In October 2004, the 48th Infantry Brigade was notified that it would be mobilized into federal service in support of the global war on terrorism. Elements of the brigade began mobilizing in December 2004 at Fort Stewart, Georgia, with the remainder of the brigade entering federal service in early January 2005. The brigade completed five months of training, including a rotation at the National Training Center, Fort Irwin, California, and was validated as combat-ready.
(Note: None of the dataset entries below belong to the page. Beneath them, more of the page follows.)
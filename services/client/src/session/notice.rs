//! services/client/src/session/notice.rs
//!
//! Transient user-facing notices ("toasts") that dismiss themselves.

use chrono::{DateTime, Utc};
use parking_lot::Mutex;
use std::time::Duration;
use tokio::time::Instant;
use uuid::Uuid;

/// How long a notice stays visible.
pub const NOTICE_DURATION: Duration = Duration::from_secs(3);

#[derive(Debug, Clone, PartialEq, Eq)]
pub struct Notice {
    pub id: Uuid,
    pub message: String,
    pub raised_at: DateTime<Utc>,
    expires_at: Instant,
}

/// A single notice slot; a new notice replaces the current one.
pub struct Notices {
    slot: Mutex<Option<Notice>>,
    ttl: Duration,
}

impl Default for Notices {
    fn default() -> Self {
        Self::with_duration(NOTICE_DURATION)
    }
}

impl Notices {
    pub fn new() -> Self {
        Self::default()
    }

    pub fn with_duration(ttl: Duration) -> Self {
        Self {
            slot: Mutex::new(None),
            ttl,
        }
    }

    pub fn post(&self, message: impl Into<String>) -> Uuid {
        let notice = Notice {
            id: Uuid::new_v4(),
            message: message.into(),
            raised_at: Utc::now(),
            expires_at: Instant::now() + self.ttl,
        };
        let id = notice.id;
        *self.slot.lock() = Some(notice);
        id
    }

    /// The visible notice, dropping it once it has expired.
    pub fn current(&self) -> Option<Notice> {
        let mut slot = self.slot.lock();
        if slot.as_ref().is_some_and(|n| Instant::now() >= n.expires_at) {
            *slot = None;
        }
        slot.clone()
    }

    pub fn dismiss(&self, id: Uuid) {
        let mut slot = self.slot.lock();
        if slot.as_ref().is_some_and(|n| n.id == id) {
            *slot = None;
        }
    }
}
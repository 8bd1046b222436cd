use std::time::Duration;

use hermes_core::domain::{Answer, Credential, HistoryEntry, QuestionRequest};
use hermes_core::ports::ChatService;
use serde_json::json;
use url::Url;
use wiremock::matchers::{body_string_contains, header, method, path, query_param};
use wiremock::{Mock, MockServer, ResponseTemplate};

use client_lib::adapters::{BackendClient, HttpChatAdapter};

fn adapter(server: &MockServer) -> HttpChatAdapter {
    HttpChatAdapter::new(BackendClient::new(
        Url::parse(&server.uri()).unwrap(),
        Duration::from_secs(5),
    )
    .unwrap())
}

fn question() -> QuestionRequest {
    QuestionRequest {
        question: "What is the summary?".to_string(),
        document_id: "a".to_string(),
        answer_format: "points".to_string(),
        response_language: "English".to_string(),
    }
}

#[tokio::test]
async fn question_is_sent_as_form_fields() {
    let server = MockServer::start().await;
    Mock::given(method("POST"))
        .and(path("/chat"))
        .and(header("authorization", "Bearer tok-1"))
        .and(body_string_contains("name=\"question\""))
        .and(body_string_contains("What is the summary?"))
        .and(body_string_contains("name=\"file_id\""))
        .and(body_string_contains("name=\"answer_format\""))
        .and(body_string_contains("name=\"response_language\""))
        .respond_with(ResponseTemplate::new(200).set_body_json(json!({"answer": "A short summary."})))
        .expect(1)
        .mount(&server)
        .await;

    let reply = adapter(&server)
        .ask(&Credential::new("tok-1"), &question())
        .await
        .unwrap();

    assert_eq!(reply.answer, Answer::Single("A short summary.".to_string()));
    assert!(reply.images.is_empty());
    server.verify().await;
}

#[tokio::test]
async fn list_answers_become_pages_with_images() {
    let server = MockServer::start().await;
    Mock::given(method("POST"))
        .and(path("/chat"))
        .respond_with(ResponseTemplate::new(200).set_body_json(json!({
            "answer": ["p1", "p2"],
            "images": ["/pdf-image?file_id=a&image=fig1.png"]
        })))
        .mount(&server)
        .await;

    let reply = adapter(&server)
        .ask(&Credential::new("tok-1"), &question())
        .await
        .unwrap();

    assert_eq!(
        reply.answer,
        Answer::Paginated(vec!["p1".to_string(), "p2".to_string()])
    );
    assert_eq!(reply.images, vec!["/pdf-image?file_id=a&image=fig1.png"]);
}

#[tokio::test]
async fn history_flattens_paginated_answers() {
    let server = MockServer::start().await;
    Mock::given(method("GET"))
        .and(path("/chat-history"))
        .and(query_param("file_id", "a"))
        .respond_with(ResponseTemplate::new(200).set_body_json(json!([
            {"question": "q1", "answer": "a1"},
            {"question": "q2", "answer": ["x", "y"]}
        ])))
        .mount(&server)
        .await;

    let history = adapter(&server)
        .chat_history(&Credential::new("tok-1"), "a")
        .await
        .unwrap();

    assert_eq!(
        history,
        vec![HistoryEntry::new("q1", "a1"), HistoryEntry::new("q2", "x\n\ny")]
    );
}

#[tokio::test]
async fn image_references_resolve_against_backend_root() {
    let server = MockServer::start().await;
    Mock::given(method("GET"))
        .and(path("/pdf-image"))
        .and(query_param("file_id", "a"))
        .and(query_param("image", "fig1.png"))
        .respond_with(ResponseTemplate::new(200).set_body_bytes(vec![0x89, b'P', b'N', b'G']))
        .mount(&server)
        .await;

    let bytes = adapter(&server)
        .fetch_image(&Credential::new("tok-1"), "/pdf-image?file_id=a&image=fig1.png")
        .await
        .unwrap();

    assert_eq!(bytes, vec![0x89, b'P', b'N', b'G']);
}
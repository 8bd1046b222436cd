//! services/client/src/session/options.rs
//!
//! Caches the backend's option enumerations for the session, together with
//! the answer format and response language the user has picked.

use hermes_core::ports::OptionsService;
use std::sync::Arc;
use tokio::sync::Mutex;
use tracing::{info, warn};

pub const DEFAULT_LANGUAGE: &str = "English";
pub const DEFAULT_ANSWER_FORMAT: &str = "points";

#[derive(Debug, Clone, PartialEq, Eq)]
pub struct ChatOptions {
    pub languages: Vec<String>,
    pub answer_formats: Vec<String>,
    pub answer_format: String,
    pub response_language: String,
}

impl Default for ChatOptions {
    fn default() -> Self {
        Self {
            languages: vec![DEFAULT_LANGUAGE.to_string()],
            answer_formats: vec![DEFAULT_ANSWER_FORMAT.to_string()],
            answer_format: DEFAULT_ANSWER_FORMAT.to_string(),
            response_language: DEFAULT_LANGUAGE.to_string(),
        }
    }
}

#[derive(Debug, Clone, PartialEq, Eq, thiserror::Error)]
pub enum OptionsError {
    #[error("'{0}' is not an offered answer format")]
    UnknownFormat(String),
    #[error("'{0}' is not an offered language")]
    UnknownLanguage(String),
}

#[derive(Default)]
struct OptionsSlot {
    options: ChatOptions,
    loaded: bool,
}

pub struct OptionsCache {
    service: Arc<dyn OptionsService>,
    slot: Mutex<OptionsSlot>,
}

impl OptionsCache {
    pub fn new(service: Arc<dyn OptionsService>) -> Self {
        Self {
            service,
            slot: Mutex::new(OptionsSlot::default()),
        }
    }

    /// Fetches the enumerations the first time it is called; later calls reuse them.
    ///
    /// A failed fetch keeps the defaults and is retried on the next call.
    pub async fn load(&self) -> ChatOptions {
        // Held across the fetch so concurrent callers wait for one request.
        let mut slot = self.slot.lock().await;
        if slot.loaded {
            return slot.options.clone();
        }

        let (languages, formats) = futures::join!(
            self.service.list_languages(),
            self.service.list_answer_formats()
        );

        let mut complete = true;
        match languages {
            Ok(languages) if !languages.is_empty() => slot.options.languages = languages,
            Ok(_) => warn!("Backend offered no languages; keeping defaults"),
            Err(e) => {
                warn!("Failed to load languages: {}", e);
                complete = false;
            }
        }
        match formats {
            Ok(formats) if !formats.is_empty() => slot.options.answer_formats = formats,
            Ok(_) => warn!("Backend offered no answer formats; keeping defaults"),
            Err(e) => {
                warn!("Failed to load answer formats: {}", e);
                complete = false;
            }
        }
        slot.loaded = complete;
        if complete {
            info!(
                "Loaded {} languages and {} answer formats",
                slot.options.languages.len(),
                slot.options.answer_formats.len()
            );
        }
        slot.options.clone()
    }

    pub async fn snapshot(&self) -> ChatOptions {
        self.slot.lock().await.options.clone()
    }

    /// The `(answer_format, response_language)` pair a question is sent with.
    pub async fn request_settings(&self) -> (String, String) {
        let slot = self.slot.lock().await;
        (
            slot.options.answer_format.clone(),
            slot.options.response_language.clone(),
        )
    }

    pub async fn select_answer_format(&self, format: &str) -> Result<(), OptionsError> {
        let mut slot = self.slot.lock().await;
        if !slot.options.answer_formats.iter().any(|f| f == format) {
            return Err(OptionsError::UnknownFormat(format.to_string()));
        }
        slot.options.answer_format = format.to_string();
        Ok(())
    }

    pub async fn select_response_language(&self, language: &str) -> Result<(), OptionsError> {
        let mut slot = self.slot.lock().await;
        if !slot.options.languages.iter().any(|l| l == language) {
            return Err(OptionsError::UnknownLanguage(language.to_string()));
        }
        slot.options.response_language = language.to_string();
        Ok(())
    }
}
//! Installment schedule generation

use chrono::{DateTime, Duration, Utc};
use uuid::Uuid;

use super::model::Installment;
use super::product::LoanProduct;

/// Build the full installment plan for a newly originated loan.
///
/// Windows are consecutive periods starting at `originated_at`; each window
/// ends one microsecond before the next one opens. Every installment carries
/// the uniform amount except the last, which absorbs the division remainder
/// so the plan sums to exactly principal + interest.
///
/// `product` must have passed [`LoanProduct::validate`], which bounds the
/// schedule span and the amounts.
pub fn generate_schedule(
    loan_id: Uuid,
    originated_at: DateTime<Utc>,
    product: &LoanProduct,
) -> Vec<Installment> {
    let count = product.installment_count as usize;
    let amount = product.installment_amount();
    let remainder = product.total_due() - amount * i64::from(product.installment_count);
    let period = product.period();

    (0..count)
        .map(|i| {
            let window_start = originated_at + Duration::days(product.period_days * i as i64);
            let window_end = window_start + period - Duration::microseconds(1);
            let amount = if i + 1 == count {
                amount + remainder
            } else {
                amount
            };

            Installment {
                id: Uuid::new_v4(),
                loan_id,
                amount,
                window_start,
                window_end,
                paid_at: None,
            }
        })
        .collect()
}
In May 2005, the unit began deploying to Iraq as part of Operation Iraqi Freedom III (the third major U.S. military rotation of forces into the area of operations), where it experienced some of the fiercest combat actions in the campaign. The brigade was assigned to Multi-National Division Baghdad (MND-B) under the control of the 3rd Infantry Division, and was responsible for a sector of southwest Baghdad nicknamed the Triangle of Death. It replaced the 2nd Brigade, 10th Mountain Division. The brigade was headquartered at Camp Stryker, part of the Victory Base Complex (VBC). Elements of the 48th Brigade occupied and maintained forward operating bases (FOBs) in Mahmudiyah, Latifiyah, and Yusifiyah. It established a joint United States / Iraqi Army permanent patrol base designated PB Lion's Den, located to the west of the Radwaniyah Palace Complex.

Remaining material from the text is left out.